__Required work__
Search the data below for the word "frames" and copy each line that holds it.

__Stored data__
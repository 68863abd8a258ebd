#![doc(html_root_url = "https://docs.rs/reframe/latest")]
//! Public API for the `reframe` library.
//!
//! `reframe` turns an arbitrarily chunked byte stream from a serial link,
//! socket or pipe into discrete, ordered frames and delivers each frame to
//! an immediate sink on the producer and a deferred sink on a consumer
//! context.
//!
//! The pieces, leaves first:
//!
//! - [`strategy`]: where frames begin and end.
//! - [`reassembler`]: the per-connection pending buffer.
//! - [`context`] and [`dispatch`]: ordered delivery across execution contexts.
//! - [`engine`]: one [`StreamEngine`] per transport connection.
//! - [`codec`] and [`transport`]: adapters for `tokio` byte streams.

pub mod codec;
pub mod config;
pub mod context;
pub mod dispatch;
pub mod engine;
pub mod error;
pub mod frame;
pub mod hex;
pub mod metrics;
pub mod panic;
pub mod reassembler;
pub mod strategy;
pub mod transport;

pub use config::{ConfigError, EngineConfig, FramingConfig};
pub use context::{ConsumerPump, ContextHandle, consumer_context};
pub use engine::{StreamEngine, StreamEngineBuilder};
pub use error::{SinkError, SinkResult, StreamError};
pub use frame::Frame;
pub use reassembler::FrameReassembler;
pub use strategy::FramingStrategy;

__Reply__
//! socket or pipe into discrete, ordered frames and delivers each frame to
//! - [`strategy`]: where frames begin and end.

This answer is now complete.